Дмитрий Акимович даже облизнулся потаенно, когда впервые его увидел: о таком жильце можно было только мечтать. Мальчик обладал переменчивым настроением, был эмоционален, восторжен, подвержен приступам неконтролируемого гнева и жестоким депрессиям; однако и взлеты у него были – о-го-го! Он умел хохотать до слез и кричать от боли; ему часто снились кошмары, но и райские видения порой посещали его незадолго до рассвета; он влюблялся всякий раз словно бы впервые и навсегда, зато и разочаровывался чуть ли не сразу же, и праведный гнев его, обращенный скорее на себя, чем на объект угасающей страсти, был самым лакомым блюдом в рационе Дмитрия Акимовича.

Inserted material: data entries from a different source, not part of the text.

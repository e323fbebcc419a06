use chrono::{DateTime, Datelike, NaiveDate, Utc};
use serde::{Deserialize, Serialize};

use tillbook_core::{DomainError, DomainResult};

/// Time window a sales aggregate covers.
#[derive(Debug, Clone, Copy, PartialEq, Eq, Serialize, Deserialize)]
#[serde(tag = "kind", rename_all = "snake_case")]
pub enum SalesPeriod {
    /// Every invoice ever recorded.
    All,
    /// One calendar day.
    Day { date: NaiveDate },
    /// One calendar month.
    Month { year: i32, month: u32 },
    /// Months `start_month..=end_month` of one year.
    MonthRange {
        year: i32,
        start_month: u32,
        end_month: u32,
    },
    /// Calendar days `start..=end`.
    DateRange { start: NaiveDate, end: NaiveDate },
    /// Instants `start..=end`.
    Between {
        start: DateTime<Utc>,
        end: DateTime<Utc>,
    },
}

fn check_month(month: u32) -> DomainResult<()> {
    if !(1..=12).contains(&month) {
        return Err(DomainError::validation(format!(
            "month must be between 1 and 12 (got {month})"
        )));
    }
    Ok(())
}

impl SalesPeriod {
    pub fn today(now: DateTime<Utc>) -> Self {
        Self::Day {
            date: now.date_naive(),
        }
    }

    pub fn current_month(now: DateTime<Utc>) -> Self {
        Self::Month {
            year: now.year(),
            month: now.month(),
        }
    }

    pub fn month(year: i32, month: u32) -> DomainResult<Self> {
        check_month(month)?;
        Ok(Self::Month { year, month })
    }

    pub fn month_range(year: i32, start_month: u32, end_month: u32) -> DomainResult<Self> {
        check_month(start_month)?;
        check_month(end_month)?;
        if start_month > end_month {
            return Err(DomainError::validation("invalid month range provided"));
        }
        Ok(Self::MonthRange {
            year,
            start_month,
            end_month,
        })
    }

    pub fn date_range(start: NaiveDate, end: NaiveDate) -> DomainResult<Self> {
        if start > end {
            return Err(DomainError::validation("start date must not be after end date"));
        }
        Ok(Self::DateRange { start, end })
    }

    pub fn between(start: DateTime<Utc>, end: DateTime<Utc>) -> DomainResult<Self> {
        if start > end {
            return Err(DomainError::validation("start must not be after end"));
        }
        Ok(Self::Between { start, end })
    }

    /// Whether an invoice created at `at` falls in this period.
    pub fn contains(&self, at: DateTime<Utc>) -> bool {
        let date = at.date_naive();
        match *self {
            Self::All => true,
            Self::Day { date: day } => date == day,
            Self::Month { year, month } => date.year() == year && date.month() == month,
            Self::MonthRange {
                year,
                start_month,
                end_month,
            } => date.year() == year && (start_month..=end_month).contains(&date.month()),
            Self::DateRange { start, end } => start <= date && date <= end,
            Self::Between { start, end } => start <= at && at <= end,
        }
    }
}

Тот, ясное дело, бросился опекать своего любимца. Окна в комнате Мальчика всегда оставались чистыми, хотя простодушный жилец, кажется, даже не подозревал о том, что их положено время от времени мыть. Оторванные пуговицы незаметно, сами собой, снова оказывались на его манжетах, а носки и ботинки оставались целыми, что бы он с ними ни вытворял; брошенная на столе еда не плесневела даже летом; ключи и прочие мелочи никогда не терялись, а участковый милиционер, надумавший как-то завести с новым ответственным квартиросъемщиком укоризненную беседу о «содержании притона», растерянно потоптался в коридоре и ушел, потирая виски: «Чего это я, а?». Этим благодать отнюдь не исчерпывалась, в жизни Мальчика происходило много приятных странностей, которые он, впрочем, принимал как должное. Его пленки (в ту пору он кое-как зарабатывал на жизнь фотографией) никогда не засвечивались; полезная для жизнедеятельности корреспонденция не исчезала из раздолбанного почтового ящика; самый жестокий грипп непременно проходил к утру; вороватые приятели покидали его дом с пустыми руками, изумляясь собственной честности; черные тараканы ушли жить на второй этаж, а рыжие обрели деликатный нрав; наконец, в самые скудные времена в каком-нибудь кармане непременно обнаруживался якобы заначенный червонец. «Я, оказывается, запаслив как белка! – гордо сообщал Мальчик окружающим. – Вот уж не ожидал от себя!»
Между ними установились очень теплые, родственные, почти интимные отношения, о чем Мальчик, с брезгливым сочувствием взирающий на грузную сутулую фигуру алкаша Димы, разумеется, не подозревал. Вечерами Дмитрий Акимович любил проникать в комнату соседа (в истинном своем бесплотном обличье, конечно же, уютная человечья туша тут была неуместна, да и без надобности). Грелся в лучах его переменчивого настроения, ластился к его тени, чуть ли не мурлыкал по-кошачьи. Мальчик чуял его присутствие, вот что удивительно! Но ничего не мог понять, только ежился зябко, включал музыку погромче, да тянулся за сигаретами, чтобы отвлечься от морока. Дмитрию Акимовичу, который в эти моменты явственно ощущал себя огромным сытым котом, это не мешало.
Он, впрочем, знал, что сей счастливый период его бытия окажется недолгим. «Не жилец, – печально говорил себе Дмитрий Акимович, любовно взирая на своего „кормильца“. – Биться об заклад могу: не жилец!»
Это, впрочем, не означает, будто он собирался хоронить Мальчика. «Не жилец» в устах домового обычно означает лишь тягу субъекта к перемене мест… или обреченность на перемену мест, это как посмотреть. У Мальчика просто-таки на лбу было написано, что нет на свете такого дома, в котором он задержится надолго, а такого рода невидимые надписи полуграмотный Дмитрий Акимович разбирал с лету и усваивал накрепко.